CharacteristicJPG (mozjpeg)PNG (pngquant)
Compression typeLossy (DCT quantization)Lossy (color palette reduction)
What gets reducedHigh-frequency spatial detailNumber of distinct colors
Visible artifactsBlocking, ringing around edgesBanding in smooth gradients
TransparencyNot supportedFully preserved
Best content typePhotographs, natural imagesScreenshots, icons, graphics
Re-compression riskHigh — cumulative quality lossLow — palette is already reduced

JPG compression benefits most from photographs and natural images where subtle detail loss is invisible. PNG compression works best on content with flat colors, sharp edges, and limited color palettes — exactly the kind of images people typically save as PNG in the first place. Learn more about the differences in our guide to lossy vs lossless compression, or read about the JPG format and PNG format in detail.

When Compression Produces Poor Results

Compression is not universally beneficial. Some images respond poorly, and knowing the failure modes helps you avoid wasting time or degrading images you care about.

Already heavily compressed images have the least to gain. If a JPG was saved at quality 60 from a camera or editing app, compressing it again at quality 75 won't make it smaller — it may actually get slightly larger because mozjpeg is re-encoding with a less aggressive quantization table. Re-compressing at a lower quality like 50 will shrink the file but stacks a second round of DCT quantization on top of the first, producing noticeably worse blocking artifacts than if the image had been compressed to 50 from the original source in a single pass.

Screenshots with small text are a common pain point for JPEG compression. The 8×8 block quantization in JPEG encoding blurs fine text edges, making characters at small font sizes (10-12px) harder to read. If your screenshot contains important text, keep quality at 85+ or use PNG format instead — pngquant handles sharp text edges much better because it reduces colors rather than spatial frequencies.

Medical and scientific images where subtle gradients carry diagnostic or analytical information should not be compressed with lossy settings. A chest X-ray or microscopy image might have critical detail in faint gray transitions that JPEG quantization would merge into flat blocks. For these use cases, lossless formats or very high quality (95+) are non-negotiable.

Images with large flat color regions and sharp edges — like logos on solid backgrounds or cartoon-style illustrations — can develop JPEG ringing artifacts: visible halos around high-contrast boundaries where the DCT approximation overshoots. PNG compression via pngquant is usually a better fit for this type of content.

Finally, beware the re-compression trap: compressing an output file a second time. Each JPEG re-encoding pass introduces cumulative generation loss. If you need to try different quality settings, always start from the original uncompressed source each time — never feed a compressed output back through the tool. Learn more about how images lose quality after conversion.

Privacy Note
Your images are uploaded over an encrypted HTTPS connection directly to CloudConvert for processing. Files are never viewed, analyzed, or stored beyond processing. All uploaded and output files are automatically deleted within 15 minutes. Read more about our privacy practices.

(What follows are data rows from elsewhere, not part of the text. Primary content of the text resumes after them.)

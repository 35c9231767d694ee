//! Sway backend for [`WindowSystem`].
//!
//! Sway has no style bits, parents or minimize state, so every mapped view
//! is reported as a visible, captioned top-level window and the classifier's
//! title and class lists do the filtering.

use anyhow::{Context, Result};
use futures_lite::stream::StreamExt;
use swayipc::{Connection, Node, NodeType};
use tokio::sync::mpsc;
use tracing::{debug, error, info, warn};

use crate::window_system::{
    ExtendedStyle, Rect, WindowAttributes, WindowHandle, WindowStyle, WindowSystem,
};

const SCRATCHPAD_WORKSPACE: &str = "__i3_scratch";

/// A window found in the Sway tree
#[derive(Debug, Clone)]
struct SwayView {
    handle: WindowHandle,
    attributes: WindowAttributes,
}

/// Result of one `get_tree` round trip
#[derive(Debug, Clone)]
struct TreeSnapshot {
    views: Vec<SwayView>,
    focused: Option<WindowHandle>,
}

impl TreeSnapshot {
    fn read(connection: &mut Connection) -> Result<Self> {
        let tree = connection.get_tree().context("Failed to read Sway tree")?;
        Ok(TreeSnapshot {
            views: collect_views(&tree, false),
            focused: find_focused_window(&tree),
        })
    }

    fn view(&self, handle: WindowHandle) -> Option<&SwayView> {
        self.views.iter().find(|v| v.handle == handle)
    }
}

/// Return the cached snapshot, reading one only when nothing is cached yet.
fn cached_or_read(
    snapshot: &mut Option<TreeSnapshot>,
    read: impl FnOnce() -> Result<TreeSnapshot>,
) -> Option<&TreeSnapshot> {
    if snapshot.is_none() {
        match read() {
            Ok(fresh) => *snapshot = Some(fresh),
            Err(e) => warn!("{:#}", e),
        }
    }
    snapshot.as_ref()
}

/// Turn the per-command outcomes of `run_command` into one result.
fn check_outcomes(command: &str, outcomes: Vec<swayipc::Fallible<()>>) -> Result<()> {
    if outcomes.is_empty() {
        anyhow::bail!("Sway ran no commands for `{}`", command);
    }
    for outcome in outcomes {
        outcome.with_context(|| format!("Sway rejected `{}`", command))?;
    }
    Ok(())
}

pub struct SwayWindowSystem {
    connection: Connection,
    /// Tree from the most recent successful read. Liveness checks are
    /// answered from it so one overlay show costs a single round trip.
    snapshot: Option<TreeSnapshot>,
}

impl SwayWindowSystem {
    /// Create a new connection to Sway
    pub fn new() -> Result<Self> {
        let connection = Connection::new()?;
        Ok(SwayWindowSystem {
            connection,
            snapshot: None,
        })
    }

    fn cached(&mut self) -> Option<&TreeSnapshot> {
        let connection = &mut self.connection;
        cached_or_read(&mut self.snapshot, || TreeSnapshot::read(connection))
    }
}

impl WindowSystem for SwayWindowSystem {
    fn top_level_windows(&mut self) -> Result<Vec<WindowHandle>> {
        let snapshot = TreeSnapshot::read(&mut self.connection)?;
        let handles = snapshot.views.iter().map(|v| v.handle).collect();
        self.snapshot = Some(snapshot);
        Ok(handles)
    }

    fn attributes(&mut self, handle: WindowHandle) -> Option<WindowAttributes> {
        self.cached()?.view(handle).map(|v| v.attributes.clone())
    }

    fn is_window(&mut self, handle: WindowHandle) -> bool {
        self.cached().is_some_and(|s| s.view(handle).is_some())
    }

    fn foreground_window(&mut self) -> Option<WindowHandle> {
        match TreeSnapshot::read(&mut self.connection) {
            Ok(fresh) => self.snapshot = Some(fresh),
            Err(e) => debug!("Using cached focus, {:#}", e),
        }
        self.snapshot.as_ref().and_then(|s| s.focused)
    }

    fn desktop_window(&self) -> Option<WindowHandle> {
        None
    }

    fn overlay_window(&self) -> Option<WindowHandle> {
        None
    }

    fn is_minimized(&mut self, _handle: WindowHandle) -> bool {
        false
    }

    fn restore(&mut self, _handle: WindowHandle) -> Result<()> {
        Ok(())
    }

    fn activate(&mut self, handle: WindowHandle) -> Result<()> {
        let command = format!("[con_id={}] focus", handle.0);
        let outcomes = self.connection.run_command(&command)?;
        check_outcomes(&command, outcomes)
    }
}

/// Views are containers that carry a pid; plain containers don't.
fn is_view(node: &Node) -> bool {
    matches!(node.node_type, NodeType::Con | NodeType::FloatingCon) && node.pid.is_some()
}

fn view_attributes(node: &Node, in_scratchpad: bool) -> WindowAttributes {
    // Prefer the Wayland app_id, fall back to the X11 WM_CLASS
    let class_name = node
        .app_id
        .clone()
        .or_else(|| {
            node.window_properties
                .as_ref()
                .and_then(|props| props.class.clone())
        })
        .unwrap_or_default();

    WindowAttributes {
        visible: !in_scratchpad,
        title: node.name.clone().unwrap_or_default(),
        class_name,
        style: WindowStyle::VISIBLE | WindowStyle::CAPTION,
        ex_style: ExtendedStyle::empty(),
        rect: Some(Rect::new(
            node.rect.x,
            node.rect.y,
            node.rect.width,
            node.rect.height,
        )),
        parent: None,
    }
}

/// Recursively collect all views from a Sway node tree, in tree order.
#[must_use]
fn collect_views(node: &Node, in_scratchpad: bool) -> Vec<SwayView> {
    let in_scratchpad = in_scratchpad
        || (node.node_type == NodeType::Workspace
            && node.name.as_deref() == Some(SCRATCHPAD_WORKSPACE));

    let mut views = Vec::new();
    if is_view(node) && node.id >= 0 {
        views.push(SwayView {
            handle: WindowHandle(node.id as usize),
            attributes: view_attributes(node, in_scratchpad),
        });
    }

    for child in node.nodes.iter().chain(&node.floating_nodes) {
        views.extend(collect_views(child, in_scratchpad));
    }

    views
}

/// Find the currently focused window in a Sway node tree.
#[must_use]
fn find_focused_window(node: &Node) -> Option<WindowHandle> {
    // Check if this node is a focused window (not just a focused container)
    if is_view(node) && node.focused && node.id >= 0 {
        return Some(WindowHandle(node.id as usize));
    }

    node.nodes
        .iter()
        .chain(&node.floating_nodes)
        .find_map(find_focused_window)
}

/// Forward Sway focus changes so the daemon can auto-hide the overlay
pub async fn monitor_focus_events(focus_tx: mpsc::UnboundedSender<WindowHandle>) -> Result<()> {
    use swayipc_async::{Connection, Event, EventType, WindowChange};

    let subs = [EventType::Window];
    let mut events = Connection::new().await?.subscribe(subs).await?;

    info!("Subscribed to Sway window events");

    while let Some(event) = events.next().await {
        if let Event::Window(e) = event? {
            if e.change != WindowChange::Focus || e.container.id < 0 {
                continue;
            }
            debug!("Sway focus moved to container {}", e.container.id);
            if focus_tx.send(WindowHandle(e.container.id as usize)).is_err() {
                error!("Failed to send window focus event, daemon is gone");
                break;
            }
        }
    }

    Ok(())
}
use serde::{Deserialize, Serialize};
use std::fmt;

use crate::window_list::OrderedWindowList;
use crate::window_system::WindowHandle;

/// Rows beyond this have no ordinal key.
pub const ORDINAL_SLOTS: usize = 9;

#[derive(Debug, Clone, Copy, PartialEq, Eq, Serialize, Deserialize)]
#[serde(rename_all = "snake_case")]
pub enum Highlight {
    Selected,
    /// The window that had focus before the overlay opened
    PreviouslyFocused,
    Normal,
}

impl Highlight {
    /// Gutter drawn in front of a row by the text renderers
    pub fn marker(self) -> &'static str {
        match self {
            Highlight::Selected => ">>>",
            Highlight::PreviouslyFocused => " * ",
            Highlight::Normal => "   ",
        }
    }
}

/// What the overlay shows for one entry, independent of how it is painted.
#[derive(Debug, Clone, PartialEq, Eq, Serialize, Deserialize)]
pub struct RenderRow {
    /// One-based key for the first nine rows
    pub ordinal: Option<usize>,
    pub title: String,
    pub highlight: Highlight,
    pub was_focused: bool,
    pub reordering: bool,
}

impl fmt::Display for RenderRow {
    fn fmt(&self, f: &mut fmt::Formatter<'_>) -> fmt::Result {
        match self.ordinal {
            Some(n) => write!(f, "[{}] ", n)?,
            None => write!(f, "    ")?,
        }
        if self.was_focused {
            write!(f, "● ")?;
        }
        if self.reordering {
            write!(f, "↕ ")?;
        }
        write!(f, "{}", self.title)?;
        match (self.reordering, self.was_focused) {
            (true, true) => write!(f, " (REORDER - ACTIVE)"),
            (true, false) => write!(f, " (REORDER)"),
            (false, true) => write!(f, " (ACTIVE)"),
            (false, false) => Ok(()),
        }
    }
}

pub fn header(window_count: usize) -> String {
    format!(
        "Found {} windows - Enter/1-9: switch, Esc: close, Ctrl+Up/Down: reorder",
        window_count
    )
}

/// Build one row per entry.
///
/// The selected row wins over the previously focused one when they are the
/// same window; the active marker is still shown.
pub fn render_rows(
    list: &OrderedWindowList,
    focused_before_show: Option<WindowHandle>,
    reorder_mode: bool,
    title_width: usize,
) -> Vec<RenderRow> {
    list.entries()
        .iter()
        .enumerate()
        .map(|(i, entry)| {
            let selected = i == list.selected_index();
            let was_focused = focused_before_show == Some(entry.handle);
            let highlight = if selected {
                Highlight::Selected
            } else if was_focused {
                Highlight::PreviouslyFocused
            } else {
                Highlight::Normal
            };

            RenderRow {
                ordinal: (i < ORDINAL_SLOTS).then_some(i + 1),
                title: truncate_string(&entry.title, title_width),
                highlight,
                was_focused,
                reordering: selected && reorder_mode,
            }
        })
        .collect()
}

/// Shorten to at most `max_chars` characters, ending in an ellipsis.
fn truncate_string(s: &str, max_chars: usize) -> String {
    if s.chars().count() <= max_chars {
        return s.to_string();
    }
    let mut truncated: String = s.chars().take(max_chars.saturating_sub(1)).collect();
    truncated.push('…');
    truncated
}
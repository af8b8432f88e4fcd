use chrono::{DateTime, Utc};
use serde::{Deserialize, Serialize};

/// A document as returned by the listing endpoint.
///
/// Everything except `file_url` and the upload timestamps is decoded from the
/// object key; see [`crate::models::codec`].
#[derive(Debug, Clone, PartialEq, Serialize, Deserialize)]
#[serde(rename_all = "camelCase")]
pub struct Document {
    /// Creation timestamp in milliseconds, unique within a listing.
    pub id: u64,
    /// Human-readable title.
    pub title: String,
    /// Free-text age label (e.g. `18+`).
    pub age_restriction: String,
    /// Address the PDF can be downloaded from.
    pub file_url: String,
    /// Upload date rendered with the configured display format.
    pub upload_date: String,
    /// Upload instant as reported by the blob store.
    pub uploaded_at: DateTime<Utc>,
}

/// Request payload for `POST /api/documents`.
///
/// Fields are optional so that a missing field surfaces as a validation error
/// rather than a deserialization failure.
#[derive(Debug, Clone, Default, Serialize, Deserialize)]
#[serde(rename_all = "camelCase")]
pub struct CreateDocumentRequest {
    #[serde(default)]
    pub title: Option<String>,
    #[serde(default)]
    pub age_restriction: Option<String>,
    /// Base64 data URL (`data:application/pdf;base64,...`) or bare base64.
    #[serde(default)]
    pub file_data: Option<String>,
}

/// Response for a successful upload.
#[derive(Debug, Clone, Serialize, Deserialize)]
pub struct CreateDocumentResponse {
    pub success: bool,
    pub url: String,
}

/// Query string for `DELETE /api/documents`.
#[derive(Debug, Clone, Default, Deserialize)]
pub struct DeleteDocumentQuery {
    #[serde(default)]
    pub id: Option<String>,
}

/// Response for a delete request.
///
/// `success` is true whenever the request was valid; `deleted` tells whether an
/// object actually matched the id.
#[derive(Debug, Clone, Serialize, Deserialize)]
pub struct DeleteDocumentResponse {
    pub success: bool,
    pub deleted: bool,
}
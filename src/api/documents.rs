use axum::extract::rejection::{JsonRejection, QueryRejection};
use axum::extract::{Query, State};
use axum::http::StatusCode;
use base64::engine::general_purpose::STANDARD;
use base64::Engine;
use chrono::Utc;

use crate::app::AppState;
use crate::config::DateFormat;
use crate::error::AppError;
use crate::models::codec::{id_prefix, parse_id, DocumentKey, DOCUMENTS_PREFIX};
use crate::models::document::{
    CreateDocumentRequest, CreateDocumentResponse, DeleteDocumentQuery, DeleteDocumentResponse,
    Document,
};
use crate::storage::client::StorageClient;

/// Content type every document is stored with.
pub const PDF_CONTENT_TYPE: &str = "application/pdf";

/// List every stored document.
///
/// Objects outside `documents/` are ignored, and keys that do not decode are
/// skipped with a warning. The store's order is kept.
pub async fn list_documents(
    storage: &dyn StorageClient,
    date_format: &DateFormat,
) -> Result<Vec<Document>, AppError> {
    let objects = storage.list_objects(DOCUMENTS_PREFIX).await?;

    let documents = objects
        .into_iter()
        .filter(|object| object.key.starts_with(DOCUMENTS_PREFIX))
        .filter_map(|object| match DocumentKey::decode(&object.key) {
            Ok(meta) => Some(Document {
                id: meta.id,
                title: meta.title,
                age_restriction: meta.age_restriction,
                upload_date: date_format.render(&object.uploaded_at),
                uploaded_at: object.uploaded_at,
                file_url: object.url,
            }),
            Err(e) => {
                tracing::warn!(key = %object.key, "Skipping undecodable document key: {e}");
                None
            }
        })
        .collect();

    Ok(documents)
}

/// Validate an upload and store it under a freshly generated id.
///
/// Nothing is written unless every field is present and the payload decodes.
pub async fn create_document(
    storage: &dyn StorageClient,
    request: CreateDocumentRequest,
) -> Result<CreateDocumentResponse, AppError> {
    let title = non_blank(request.title);
    let age_restriction = non_blank(request.age_restriction);
    let file_data = non_blank(request.file_data);

    let (title, age_restriction, file_data) = match (title, age_restriction, file_data) {
        (Some(title), Some(age), Some(data)) => (title, age, data),
        (title, age, data) => {
            let missing: Vec<&str> = [
                (title.is_none(), "title"),
                (age.is_none(), "ageRestriction"),
                (data.is_none(), "fileData"),
            ]
            .into_iter()
            .filter_map(|(is_missing, name)| is_missing.then_some(name))
            .collect();

            return Err(AppError::Validation(format!(
                "Missing required fields: {}",
                missing.join(", ")
            )));
        }
    };

    let content = decode_file_data(&file_data)?;

    let id = next_document_id();
    let key = DocumentKey::new(id, title, age_restriction).encode();
    let size = content.len();

    let url = storage.put_object(&key, content, PDF_CONTENT_TYPE).await?;

    tracing::info!(id, key = %key, size, "Document stored");

    Ok(CreateDocumentResponse { success: true, url })
}

/// Delete the first document whose key belongs to `id`.
///
/// An id that matches nothing still succeeds, with `deleted: false`, and no
/// deletion reaches the store.
pub async fn delete_document(
    storage: &dyn StorageClient,
    id: Option<&str>,
) -> Result<DeleteDocumentResponse, AppError> {
    let raw = id
        .map(str::trim)
        .filter(|raw| !raw.is_empty())
        .ok_or_else(|| AppError::Validation("id is required".into()))?;

    let id = parse_id(raw).ok_or_else(|| AppError::Validation(format!("Invalid id '{raw}'")))?;

    let prefix = id_prefix(id);
    let target = storage
        .list_objects(&prefix)
        .await?
        .into_iter()
        .find(|object| object.key.starts_with(&prefix));

    match target {
        Some(object) => {
            storage.delete_object(&object.key).await?;
            tracing::info!(id, key = %object.key, "Document deleted");
            Ok(DeleteDocumentResponse {
                success: true,
                deleted: true,
            })
        }
        None => {
            tracing::info!(id, "No document matched id, nothing deleted");
            Ok(DeleteDocumentResponse {
                success: true,
                deleted: false,
            })
        }
    }
}

/// Fetch the stored bytes of a document by object key.
pub async fn fetch_document(storage: &dyn StorageClient, key: &str) -> Result<Vec<u8>, AppError> {
    if !key.starts_with(DOCUMENTS_PREFIX) {
        return Err(AppError::NotFound("Document not found".into()));
    }

    storage
        .get_object(key)
        .await?
        .ok_or_else(|| AppError::NotFound("Document not found".into()))
}

/// Keeps the value as sent; whitespace only matters for the blank check.
fn non_blank(value: Option<String>) -> Option<String> {
    value.filter(|v| !v.trim().is_empty())
}

fn next_document_id() -> u64 {
    u64::try_from(Utc::now().timestamp_millis()).unwrap_or_default()
}

/// Decode a base64 data URL, or bare base64, into the PDF bytes.
fn decode_file_data(file_data: &str) -> Result<Vec<u8>, AppError> {
    let encoded = match file_data.strip_prefix("data:") {
        Some(rest) => {
            let (header, data) = rest
                .split_once(',')
                .ok_or_else(|| AppError::Validation("fileData is not a valid data URL".into()))?;

            let mut params = header.split(';');
            let media_type = params.next().unwrap_or_default();
            if !params.any(|p| p.eq_ignore_ascii_case("base64")) {
                return Err(AppError::Validation(
                    "fileData must be base64-encoded".into(),
                ));
            }
            if !media_type.is_empty() && !media_type.eq_ignore_ascii_case(PDF_CONTENT_TYPE) {
                return Err(AppError::Validation(format!(
                    "Only PDF files are accepted, got '{media_type}'"
                )));
            }
            data
        }
        None => file_data,
    };

    let compact: String = encoded
        .chars()
        .filter(|c| !c.is_ascii_whitespace())
        .collect();

    let content = STANDARD
        .decode(compact)
        .map_err(|e| AppError::Validation(format!("fileData is not valid base64: {e}")))?;

    if content.is_empty() {
        return Err(AppError::Validation("fileData is empty".into()));
    }

    Ok(content)
}

/// Axum handler for `GET /api/documents`.
pub async fn list_documents_handler(
    State(state): State<AppState>,
) -> Result<axum::Json<Vec<Document>>, AppError> {
    let documents = list_documents(state.storage_client.as_ref(), &state.date_format).await?;
    Ok(axum::Json(documents))
}

/// Axum handler for `POST /api/documents`.
///
/// A body that is not JSON is a validation error, like a missing field. A
/// body over the upload limit is a 413.
pub async fn create_document_handler(
    State(state): State<AppState>,
    payload: Result<axum::Json<CreateDocumentRequest>, JsonRejection>,
) -> Result<axum::Json<CreateDocumentResponse>, AppError> {
    let axum::Json(request) = payload.map_err(|e| {
        if e.status() == StatusCode::PAYLOAD_TOO_LARGE {
            AppError::PayloadTooLarge(e.body_text())
        } else {
            AppError::Validation(format!("Invalid JSON body: {}", e.body_text()))
        }
    })?;

    let response = create_document(state.storage_client.as_ref(), request).await?;
    Ok(axum::Json(response))
}

/// Axum handler for `DELETE /api/documents?id=<id>`.
pub async fn delete_document_handler(
    State(state): State<AppState>,
    query: Result<Query<DeleteDocumentQuery>, QueryRejection>,
) -> Result<axum::Json<DeleteDocumentResponse>, AppError> {
    let Query(query) =
        query.map_err(|e| AppError::Validation(format!("Invalid query: {}", e.body_text())))?;

    let response = delete_document(state.storage_client.as_ref(), query.id.as_deref()).await?;
    Ok(axum::Json(response))
}
//! Object-key codec for document metadata.
//!
//! A document has no record outside the blob store: its id, title and age
//! restriction live in the object key itself, as
//! `documents/<id>_<title>_<age_restriction>.pdf`. Both text fields are
//! percent-encoded with `_` escaped, so the delimiter never appears inside a
//! field.

use crate::error::AppError;

/// Key prefix shared by every stored document.
pub const DOCUMENTS_PREFIX: &str = "documents/";

/// File extension appended to every document key.
pub const PDF_EXTENSION: &str = ".pdf";

/// Title used when a key carries no title segment.
pub const DEFAULT_TITLE: &str = "Sin título";

/// Age restriction used when a key carries no age restriction segment.
pub const DEFAULT_AGE_RESTRICTION: &str = "18+";

const FIELD_DELIMITER: char = '_';

/// The metadata triple carried by a document's object key.
#[derive(Debug, Clone, PartialEq, Eq)]
pub struct DocumentKey {
    pub id: u64,
    pub title: String,
    pub age_restriction: String,
}

impl DocumentKey {
    pub fn new(id: u64, title: impl Into<String>, age_restriction: impl Into<String>) -> Self {
        Self {
            id,
            title: title.into(),
            age_restriction: age_restriction.into(),
        }
    }

    /// Build the object key for this document.
    pub fn encode(&self) -> String {
        format!(
            "{DOCUMENTS_PREFIX}{}{FIELD_DELIMITER}{}{FIELD_DELIMITER}{}{PDF_EXTENSION}",
            self.id,
            encode_field(&self.title),
            encode_field(&self.age_restriction),
        )
    }

    /// Parse an object key back into its metadata.
    ///
    /// Missing title or age restriction segments fall back to
    /// [`DEFAULT_TITLE`] and [`DEFAULT_AGE_RESTRICTION`]. A missing or
    /// non-numeric id is an error.
    pub fn decode(key: &str) -> Result<Self, AppError> {
        let name = key.strip_prefix(DOCUMENTS_PREFIX).ok_or_else(|| {
            AppError::Validation(format!("Key '{key}' is not under '{DOCUMENTS_PREFIX}'"))
        })?;
        let name = name.strip_suffix(PDF_EXTENSION).unwrap_or(name);

        let mut parts = name.split(FIELD_DELIMITER);

        let id = parts
            .next()
            .and_then(parse_id)
            .ok_or_else(|| AppError::Validation(format!("Key '{key}' has no numeric id")))?;

        let title = decode_field(parts.next(), DEFAULT_TITLE, key)?;
        let age_restriction = decode_field(parts.next(), DEFAULT_AGE_RESTRICTION, key)?;

        Ok(Self {
            id,
            title,
            age_restriction,
        })
    }
}

/// Parse a document id written in canonical decimal form.
///
/// Signs, whitespace and leading zeros are refused, so the parsed id always
/// formats back to `raw` and [`id_prefix`] names the same keys.
pub fn parse_id(raw: &str) -> Option<u64> {
    let canonical = !raw.is_empty()
        && raw.bytes().all(|b| b.is_ascii_digit())
        && (raw == "0" || !raw.starts_with('0'));
    if !canonical {
        return None;
    }
    raw.parse().ok()
}

/// Prefix matching every key that belongs to the document with `id`.
pub fn id_prefix(id: u64) -> String {
    format!("{DOCUMENTS_PREFIX}{id}{FIELD_DELIMITER}")
}

fn encode_field(value: &str) -> String {
    // urlencoding leaves `_` untouched
    urlencoding::encode(value).replace(FIELD_DELIMITER, "%5F")
}

fn decode_field(raw: Option<&str>, default: &str, key: &str) -> Result<String, AppError> {
    match raw {
        None | Some("") => Ok(default.to_string()),
        Some(raw) => urlencoding::decode(raw)
            .map(|decoded| decoded.into_owned())
            .map_err(|e| AppError::Validation(format!("Key '{key}' is not valid UTF-8: {e}"))),
    }
}
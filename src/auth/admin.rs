use std::fmt;
use std::sync::Arc;

use axum::extract::rejection::JsonRejection;
use axum::extract::State;
use axum::http::StatusCode;
use serde::{Deserialize, Serialize};

use crate::app::AppState;
use crate::error::AppError;

/// The shared admin password.
///
/// Passing the check only unlocks upload/delete affordances in the client; the
/// document endpoints themselves do not require it. Real authorization is left
/// to whatever sits in front of the service.
#[derive(Clone)]
pub struct AdminSecret(Arc<str>);

impl AdminSecret {
    /// Wrap the configured password. An empty password is rejected.
    pub fn new(secret: impl AsRef<str>) -> Result<Self, AppError> {
        let secret = secret.as_ref();
        if secret.is_empty() {
            return Err(AppError::Config("ADMIN_PASSWORD must not be empty".into()));
        }
        Ok(Self(Arc::from(secret)))
    }

    /// Exact, case-sensitive comparison against the configured password.
    pub fn verify(&self, candidate: &str) -> bool {
        &*self.0 == candidate
    }
}

impl fmt::Debug for AdminSecret {
    fn fmt(&self, f: &mut fmt::Formatter<'_>) -> fmt::Result {
        f.write_str("AdminSecret(<redacted>)")
    }
}

/// Request body for `POST /api/auth`.
#[derive(Debug, Default, Deserialize)]
pub struct AuthRequest {
    #[serde(default)]
    pub password: Option<String>,
}

/// Response body for `POST /api/auth`.
#[derive(Debug, Serialize, Deserialize)]
pub struct AuthResponse {
    pub success: bool,
}

/// `POST /api/auth` — checks the submitted password.
///
/// Answers 200 `{success: true}` on a match and 401 `{success: false}`
/// otherwise. An unreadable body counts as a wrong password.
pub async fn auth_handler(
    State(state): State<AppState>,
    payload: Result<axum::Json<AuthRequest>, JsonRejection>,
) -> (StatusCode, axum::Json<AuthResponse>) {
    let request = match payload {
        Ok(axum::Json(request)) => request,
        Err(rejection) => {
            tracing::debug!("Unreadable auth request: {rejection}");
            AuthRequest::default()
        }
    };

    let success = request
        .password
        .as_deref()
        .is_some_and(|password| state.admin_secret.verify(password));

    if success {
        tracing::info!("Admin password accepted");
        (StatusCode::OK, axum::Json(AuthResponse { success }))
    } else {
        tracing::warn!("Admin password rejected");
        (StatusCode::UNAUTHORIZED, axum::Json(AuthResponse { success }))
    }
}

#[cfg(test)]
mod tests {
    use super::*;

    #[test]
    fn test_verify_exact_match() {
        let secret = AdminSecret::new("KaiPassword").unwrap();
        assert!(secret.verify("KaiPassword"));
    }

    #[test]
    fn test_verify_is_case_sensitive() {
        let secret = AdminSecret::new("KaiPassword").unwrap();
        assert!(!secret.verify("kaipassword"));
        assert!(!secret.verify("KAIPASSWORD"));
    }

    #[test]
    fn test_verify_rejects_prefix_and_padding() {
        let secret = AdminSecret::new("secret").unwrap();
        assert!(!secret.verify("secre"));
        assert!(!secret.verify("secret "));
        assert!(!secret.verify(""));
    }

    #[test]
    fn test_empty_secret_rejected() {
        match AdminSecret::new("") {
            Err(AppError::Config(msg)) => assert!(msg.contains("ADMIN_PASSWORD")),
            other => panic!("Expected Config error, got: {:?}", other),
        }
    }

    #[test]
    fn test_debug_does_not_leak() {
        let secret = AdminSecret::new("hunter2").unwrap();
        assert!(!format!("{secret:?}").contains("hunter2"));
    }
}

Image Compression: Frequently Asked Questions

Answers to common questions about compressing JPG and PNG images.

Typical reduction depends on the source image and quality setting. At quality 75 (the default), most JPG photos shrink by 60-75% — a 4 MB iPhone photo often compresses to 900 KB-1.2 MB. PNG screenshots with flat colors can drop by 70-80% after pngquant palette reduction. Already-compressed images or images saved at low quality will see smaller gains, sometimes only 10-20%, because there is less redundant data left to remove.